Whenever a line in the entries below includes the string "TokenStream", count that line. Report the total alone.

Dataset extract:
-- Opening Marker --

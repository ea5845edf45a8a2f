use proc_macro2::TokenStream;

pub mod module;
pub mod screen;
pub mod view;
pub mod view_model;

/// Flattens an expansion result into the tokens handed back to the compiler.
///
/// On failure the diagnostic is emitted followed by the untouched item, so the declaration
/// still exists and follow-up errors stay local to the misuse.
pub fn emit(result: syn::Result<TokenStream>, original: TokenStream) -> TokenStream {
    match result {
        Ok(tokens) => tokens,
        Err(err) => {
            let mut tokens = err.to_compile_error();
            tokens.extend(original);
            tokens
        }
    }
}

-- Closing Marker --

Task output:
2